En même temps, le PiS a pro­mis de mettre en place un pro­gramme d’aide finan­cière aux femmes après l’accouchement, en cas de gros­sesse « dif­fi­cile » (résul­tant d’un viol ou en cas de mala­die ou de mal­for­ma­tion grave du fœtus). Un peu plus tard, un pro­jet de loi « Pour la vie » a été adop­té, attri­buant une aide ponc­tuelle de 4000 zlo­tys (envi­ron 950 euros), mise à dis­po­si­tion en une fois au moment de l’accouchement. Outre cette dota­tion, la loi envi­sage une série d’avantages mineurs tels que l’accès prio­ri­taire aux soins dans le sec­teur public de san­té pen­dant et après la gros­sesse et le recours à un « assis­tant fami­lial » ain­si que la créa­tion de centres de réha­bi­li­ta­tion pour les enfants han­di­ca­pés. Aus­si pro­blé­ma­tique que le pro­jet puisse paraitre, cer­tains chan­ge­ments vont dans le bon sens. Par exemple, un pro­gramme en faveur de la famille, « 500+ », attri­bue désor­mais une allo­ca­tion finan­cière (envi­ron 120 euros) pour le deuxième enfant de chaque famille, ain­si que pour le pre­mier lorsque les reve­nus du ménage sont par­ti­cu­liè­re­ment bas. La hausse des aides octroyées pour les enfants, en ce com­pris pour les enfants han­di­ca­pés, est en réa­li­té un moyen pour per­sua­der la socié­té de ren­for­cer la loi contre l’avortement, ce que M. Kac­zyńs­ki lui-même a admis.

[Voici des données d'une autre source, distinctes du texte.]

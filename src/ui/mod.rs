use ratatui::prelude::*;
use ratatui::text::Line;
use ratatui::widgets::{Block, BorderType, Borders, Paragraph, Wrap};

use blockfall::{Game, PieceKind, CELL_W};

use blockfall::config::SIDEBAR_W;
use blockfall::game::EMPTY;

/// Display color for a kind id.
pub fn kind_color(kind: PieceKind) -> Color {
    match kind {
        PieceKind::O => Color::Yellow,
        PieceKind::I => Color::Cyan,
        PieceKind::S => Color::Green,
        PieceKind::Z => Color::Red,
        PieceKind::T => Color::Magenta,
        PieceKind::L => Color::Rgb(228, 138, 64),
        PieceKind::J => Color::Blue,
    }
}

fn play_size(game: &Game) -> (u16, u16) {
    // inner cells plus walls, ceiling and floor
    ((game.width() * CELL_W + 2) as u16, (game.height() + 2) as u16)
}

pub fn draw_game(frame: &mut Frame, game: &Game) {
    let area = frame.size();
    let (play_w, play_h) = play_size(game);
    let min_w = play_w + SIDEBAR_W + 2;

    if area.width < min_w || area.height < play_h + 2 {
        let msg = Paragraph::new(format!("RESIZE TERMINAL (min {} x {})", min_w, play_h + 2))
            .alignment(Alignment::Center)
            .block(Block::default().borders(Borders::ALL).title("BLOCKFALL"));
        frame.render_widget(msg, area);
        return;
    }

    let cabinet = Block::default()
        .title("BLOCKFALL")
        .border_type(BorderType::Thick)
        .borders(Borders::ALL)
        .title_alignment(Alignment::Left);
    let cabinet_inner = cabinet.inner(area);
    frame.render_widget(cabinet, area);

    let cols = Layout::default()
        .direction(Direction::Horizontal)
        .constraints([Constraint::Min(play_w), Constraint::Length(SIDEBAR_W)])
        .split(cabinet_inner);

    let v_center = Layout::default()
        .direction(Direction::Vertical)
        .constraints([
            Constraint::Min(0),
            Constraint::Length(play_h),
            Constraint::Min(0),
        ])
        .split(cols[0]);
    let h_center = Layout::default()
        .direction(Direction::Horizontal)
        .constraints([
            Constraint::Min(0),
            Constraint::Length(play_w),
            Constraint::Min(0),
        ])
        .split(v_center[1]);

    draw_playfield(frame, game, h_center[1]);
    draw_sidebar(frame, game, cols[1]);
}

fn draw_playfield(frame: &mut Frame, game: &Game, play_rect: Rect) {
    let (w, h) = (game.width(), game.height());
    let mut grid: Vec<Vec<Span>> = vec![vec![Span::raw("  "); w]; h];

    for (y, row) in game.board().rows().enumerate() {
        for (x, &cell) in row.iter().enumerate() {
            if cell == EMPTY {
                continue;
            }
            if let Ok(kind) = PieceKind::from_id(cell) {
                grid[y][x] = block_span(kind);
            }
        }
    }

    // Active piece; cells above the ceiling are not drawn.
    let piece = game.piece();
    for (x, y) in piece.cells() {
        if x >= 0 && y >= 0 && (x as usize) < w && (y as usize) < h {
            grid[y as usize][x as usize] = block_span(piece.kind);
        }
    }

    let wall = Style::default().fg(Color::DarkGray);
    let mut lines = Vec::with_capacity(h + 2);
    lines.push(Line::styled(format!("┌{}┐", "─".repeat(w * CELL_W)), wall));
    for row in grid {
        let mut spans = Vec::with_capacity(w + 2);
        spans.push(Span::styled("│", wall));
        spans.extend(row);
        spans.push(Span::styled("│", wall));
        lines.push(Line::from(spans));
    }
    lines.push(Line::styled(format!("└{}┘", "═".repeat(w * CELL_W)), wall));

    frame.render_widget(Paragraph::new(lines), play_rect);
}

fn block_span(kind: PieceKind) -> Span<'static> {
    Span::styled("██", Style::default().fg(kind_color(kind)))
}

fn draw_sidebar(frame: &mut Frame, game: &Game, area: Rect) {
    let chunks = Layout::default()
        .direction(Direction::Vertical)
        .constraints([Constraint::Length(8), Constraint::Min(0), Constraint::Length(8)])
        .split(area);

    let status = if game.is_game_over() { "OVER" } else { "FALLING" };
    let info = Paragraph::new(format!(
        "SCORE\n{}\n\nLINES\n{}\n{}",
        game.score(),
        game.lines_cleared(),
        status
    ))
    .block(Block::default().title("INFO").borders(Borders::ALL))
    .wrap(Wrap { trim: true });
    frame.render_widget(info, chunks[0]);

    let controls = Paragraph::new("←/→ move\n↑ rotate\n↓ soft\nspace drop\nq quit")
        .block(Block::default().title("CONTROLS").borders(Borders::ALL))
        .wrap(Wrap { trim: true });
    frame.render_widget(controls, chunks[2]);
}

#[cfg(test)]
mod tests {
    use super::*;
    use ratatui::backend::TestBackend;
    use ratatui::Terminal;

    #[test]
    fn colors_are_distinct_per_kind() {
        let colors: Vec<Color> = PieceKind::ALL.iter().map(|&k| kind_color(k)).collect();
        for (i, a) in colors.iter().enumerate() {
            for b in &colors[i + 1..] {
                assert_ne!(a, b);
            }
        }
    }

    #[test]
    fn draws_score_into_the_sidebar() {
        let game = Game::with_seed(20, 10, 1).unwrap();
        let mut terminal = Terminal::new(TestBackend::new(60, 26)).unwrap();
        terminal.draw(|f| draw_game(f, &game)).unwrap();
        let text: String = terminal
            .backend()
            .buffer()
            .content()
            .iter()
            .map(|c| c.symbol())
            .collect();
        assert!(text.contains("SCORE"));
        assert!(text.contains("BLOCKFALL"));
    }
}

Ces sem­blants d’«acquis » ne doivent par ailleurs pas mas­quer le fait que, depuis fin 2015, le PiS a intro­duit une série d’autres chan­ge­ments pro­blé­ma­tiques. Après avoir mena­cé de reti­rer la Pologne de la Conven­tion d’Istanbul (Conven­tion du Conseil de l’Europe sur la pré­ven­tion et la lutte contre la vio­lence à l’égard des femmes et la vio­lence domes­tique), il a stop­pé le finan­ce­ment d’organisations non gou­ver­ne­men­tales enga­gées dans l’aide aux femmes vic­times de vio­lence (comme le Centre pour les droits des femmes) ain­si que de la « ligne bleue », numé­ro de télé­phone d’urgence pour les femmes et les enfants en dan­ger. Le gou­ver­ne­ment a éga­le­ment réduit les normes de soins péri­na­tals et mis un terme aux pro­grammes de fécon­da­tion in vitro. Notons que l’interruption du finan­ce­ment de ces dif­fé­rents pro­grammes est inter­ve­nue à la mi-2016 en dépit du fait que leurs moyens bud­gé­taires avaient été assu­rés jusqu’en 2020. Par ailleurs, cela montre que même si le par­ti clame haut et fort sa volon­té de « pro­tec­tion de la vie », « d’aide aux familles » et insiste sur le « besoin d’augmenter le taux de nata­li­té », ses actions sont pure­ment idéologiques.

Contournements

Peu avant les élec­tions, le gou­ver­ne­ment d’Ewa Kopacz a annon­cé en 2015 un nou­veau pro­gramme natio­nal éta­blis­sant un réseau de cli­niques spé­cia­li­sées qui four­nissent des diag­nos­tics appro­fon­dis, d’éducation et de pro­phy­laxie en matière de san­té sexuelle. Il faut noter que ce pro­gramme de fécon­da­tion in vitro ambi­tion­nait d’influer signi­fi­ca­ti­ve­ment sur le taux de nata­li­té polo­nais. L’infertilité affec­te­rait actuel­le­ment un mil­lion et demi de Polo­nais. Ce pro­gramme natio­nal aurait per­mis la nais­sance de sept-mille enfants. La pre­mière cli­nique a été ouverte à Lodz en 2016. Cepen­dant, à cause de « dif­fi­cul­tés pro­cé­du­rales », le gou­ver­ne­ment ne lui a pas accor­dé de fonds. À la suite de l’arrêt du pro­gramme natio­nal, Częs­to­cho­wa et Łodź, rejoints par de nom­breuses villes (dont Gdańsk et Var­so­vie) ont lan­cé leurs propres pro­grammes sou­te­nant finan­ciè­re­ment la fécon­da­tion in vitro. Ces pro­grammes locaux n’ont pas encore été éva­lués. Ce qui est d’ores et déjà cer­tain, c’est que l’abandon du pro­gramme natio­nal a blo­qué l’accès à la fécon­da­tion in vitro aux per­sonnes issues de milieux moins favorisés.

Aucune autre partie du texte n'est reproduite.